The primary objective of the trial was to quantify and draw inferences on the observed differences in participants’ health status between the trial treatment groups at four months post-surgery.
Secondary objectives were to quantify and draw inferences on the observed differences in: participants’ health status between the trial treatment groups at 12 months post-surgery; participants’ mortality within the first year post-surgery between the trial treatment groups; participants’ functional status between the trial treatment groups at 12 months post-surgery; participants’ residential status between the trial treatment groups at 12 months post-surgery; the risks of revision surgery within the first year post-surgery between the trial treatment groups; and the risk and distribution of complications within the first year post-surgery between the trial treatment groups.
The primary outcome was at four months post-surgery with longer-term follow-up at 12 months post-surgery. Outcome data were collected through questionnaires and review of the medical record; participant questionnaires were completed face-to-face at baseline and over the telephone by a member of the trial team or via post at both four and 12 months follow-up.
Primary outcome measure
The primary outcome measure was health-related quality of life (HRQoL) at four months. The EuroQol Five-dimension Health Status and Index (EQ-5D) is a validated measure of HRQoL, consisting of a five dimension health status classification system and a separate visual analogue scale.13 An updated version of the EQ-5D with five response levels (EQ-5D-5L) has recently been developed to enhance the responsiveness of the instrument to changes in patient health. The measurement properties of the EQ-5D in this patient population have been extensively investigated and is currently the best measurement tool available.14,15 This outcome was obtained through telephone interview with the participant or consultee. EQ-5D-5L index values were derived by mapping EQ-5D-5L descriptive system data onto the EQ-5D-3L valuation set using the Crosswalk Index Value Calculator.16 Using this value set the scale ranges from -0.594, indicating the worse possible heath state, to 1.0, and is anchored at 0 and 1.0 indicating a health state equivalent death and perfect health respectively.

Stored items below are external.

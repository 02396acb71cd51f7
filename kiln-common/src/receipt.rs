// kiln-common/src/receipt.rs
// Persisted record of one installed formula version.
use std::fs;
use std::path::{Path, PathBuf};

use chrono::{DateTime, Utc};
use serde::{Deserialize, Serialize};
use tracing::{debug, warn};

use crate::config::Config;
use crate::dependency::{Dependency, DependencyTag};
use crate::error::{KilnError, Result};
use crate::model::Formula;

#[derive(Debug, Clone, Serialize, Deserialize, PartialEq, Eq)]
pub struct InstalledReceipt {
    pub name: String,
    pub version: String,
    pub sha256: String,
    pub source_url: String,
    /// Dependencies as declared when this version was installed.
    pub dependencies: Vec<Dependency>,
    /// Files in the keg, relative to the keg root.
    pub files: Vec<PathBuf>,
    /// Links created in the prefix, relative to the prefix root.
    pub links: Vec<PathBuf>,
    pub installed_at: DateTime<Utc>,
    pub host: String,
}

impl InstalledReceipt {
    pub fn new(formula: &Formula, files: Vec<PathBuf>, links: Vec<PathBuf>) -> Self {
        Self {
            name: formula.name.clone(),
            version: formula.version.clone(),
            sha256: formula.sha256.clone(),
            source_url: formula.url.clone(),
            dependencies: formula.dependencies.clone(),
            files,
            links,
            installed_at: Utc::now(),
            host: format!("{}-{}", std::env::consts::OS, std::env::consts::ARCH),
        }
    }

    pub fn load(path: &Path) -> Result<Self> {
        let text = fs::read_to_string(path)?;
        serde_json::from_str(&text).map_err(|e| {
            KilnError::Generic(format!("Corrupt receipt {}: {e}", path.display()))
        })
    }

    pub fn path(&self, config: &Config) -> PathBuf {
        config.receipt_path(&self.name, &self.version)
    }

    pub fn keg_path(&self, config: &Config) -> PathBuf {
        config.formula_keg_path(&self.name, &self.version)
    }

    pub fn depends_at_runtime_on(&self, name: &str) -> bool {
        self.dependencies.iter().any(|d| {
            d.name == name
                && d.tags
                    .intersects(DependencyTag::RUNTIME | DependencyTag::OPTIONAL)
        })
    }
}

/// Loads the receipt for `name` at `version`, if one was written.
pub fn read_receipt(
    config: &Config,
    name: &str,
    version: &str,
) -> Result<Option<InstalledReceipt>> {
    let path = config.receipt_path(name, version);
    if !path.is_file() {
        return Ok(None);
    }
    InstalledReceipt::load(&path).map(Some)
}

/// All receipts recorded for `name`, sorted by version string.
pub fn receipts_for(config: &Config, name: &str) -> Result<Vec<InstalledReceipt>> {
    let dir = config.formula_receipts_dir(name);
    if !dir.is_dir() {
        return Ok(Vec::new());
    }
    let mut receipts = Vec::new();
    for entry in fs::read_dir(&dir)? {
        let path = entry?.path();
        if path.extension().and_then(|e| e.to_str()) != Some("json") {
            continue;
        }
        match InstalledReceipt::load(&path) {
            Ok(receipt) => receipts.push(receipt),
            Err(e) => warn!("Skipping unreadable receipt {}: {}", path.display(), e),
        }
    }
    receipts.sort_by(|a, b| a.version.cmp(&b.version));
    debug!("Found {} receipt(s) for '{}'", receipts.len(), name);
    Ok(receipts)
}

/// Every receipt under the receipts directory.
pub fn all_receipts(config: &Config) -> Result<Vec<InstalledReceipt>> {
    let dir = config.receipts_dir();
    if !dir.is_dir() {
        return Ok(Vec::new());
    }
    let mut names: Vec<String> = fs::read_dir(&dir)?
        .filter_map(|e| e.ok())
        .filter(|e| e.path().is_dir())
        .filter_map(|e| e.file_name().to_str().map(str::to_string))
        .collect();
    names.sort();
    let mut out = Vec::new();
    for name in names {
        out.extend(receipts_for(config, &name)?);
    }
    Ok(out)
}
// kiln-net/src/router.rs
use std::path::Path;
use std::sync::Arc;

use async_trait::async_trait;
use kiln_common::error::Result;
use kiln_common::SourceTransport;
use tokio_util::sync::CancellationToken;
use url::Url;

use crate::file::FileTransport;
use crate::http::HttpTransport;
use crate::validation::validate_url;

/// Dispatches on URL scheme after validating it.
#[derive(Clone)]
pub struct TransportRouter {
    http: Arc<dyn SourceTransport>,
    file: Arc<dyn SourceTransport>,
    allow_http: bool,
}

impl TransportRouter {
    pub fn new(allow_http: bool) -> Result<Self> {
        Ok(Self {
            http: Arc::new(HttpTransport::new()?),
            file: Arc::new(FileTransport),
            allow_http,
        })
    }

    /// Replace the network transport, e.g. with an authenticated client.
    pub fn with_http(mut self, http: Arc<dyn SourceTransport>) -> Self {
        self.http = http;
        self
    }

    fn pick(&self, url: &Url) -> &Arc<dyn SourceTransport> {
        match url.scheme() {
            "file" => &self.file,
            _ => &self.http,
        }
    }
}

#[async_trait]
impl SourceTransport for TransportRouter {
    async fn download(&self, url: &str, dest: &Path, cancel: &CancellationToken) -> Result<u64> {
        let parsed = validate_url(url, self.allow_http)?;
        self.pick(&parsed).download(url, dest, cancel).await
    }
}

#[cfg(test)]
mod tests {
    use kiln_common::KilnError;
    use tempfile::TempDir;

    use super::*;

    #[tokio::test]
    async fn refuses_plain_http_by_default() {
        let dir = TempDir::new().unwrap();
        let router = TransportRouter::new(false).unwrap();
        let err = router
            .download(
                "http://127.0.0.1:9/x.tar.gz",
                &dir.path().join("x"),
                &CancellationToken::new(),
            )
            .await
            .unwrap_err();
        assert!(matches!(err, KilnError::Fetch { transient: false, .. }));
        assert!(!dir.path().join("x").exists());
    }

    #[tokio::test]
    async fn routes_file_urls_locally() {
        let dir = TempDir::new().unwrap();
        let src = dir.path().join("a.txt");
        std::fs::write(&src, "a").unwrap();
        let router = TransportRouter::new(false).unwrap();
        let url = Url::from_file_path(&src).unwrap();
        let n = router
            .download(url.as_str(), &dir.path().join("b"), &CancellationToken::new())
            .await
            .unwrap();
        assert_eq!(n, 1);
    }
}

Secondary outcome measures
HRQoL was also similarly measured at 12 months using the EQ-5D-5L. Mortality was obtained from participant’s medical notes, information from carers, and the NHS Digital Spine, an information technology infrastructure linking widely used healthcare IT systems.17
Functional status was assessed on an ordinal scale: freely mobile without aids; mobile outdoors with one aid; mobile outdoors with two aids or a frame; some indoor mobility but never goes outside without help; and no functional mobility (using lower limbs). Data were obtained prospectively through participant and carer telephone interviews.
Residential status was assessed on an ordinal scale: own home/sheltered housing; residential care; nursing care; rehabilitation unit – hospital bed in the current trust; rehabilitation unit – hospital bed in another trust; rehabilitation unit – NHS-funded care home bed; and acute hospital. Data were obtained prospectively through participant and carer telephone interviews.
All-cause revision surgery was obtained from participant’s medical notes, participant and carer telephone interviews, and review of the index hospital digital medical imaging record. Complications were obtained from the participant’s medical notes and participant and carer telephone interviews. Radiological outcomes were collected from any radiographs taken as part of routine clinical follow-up during the first 12 months post-surgery, as planned in the protocol, but will be reported elsewhere.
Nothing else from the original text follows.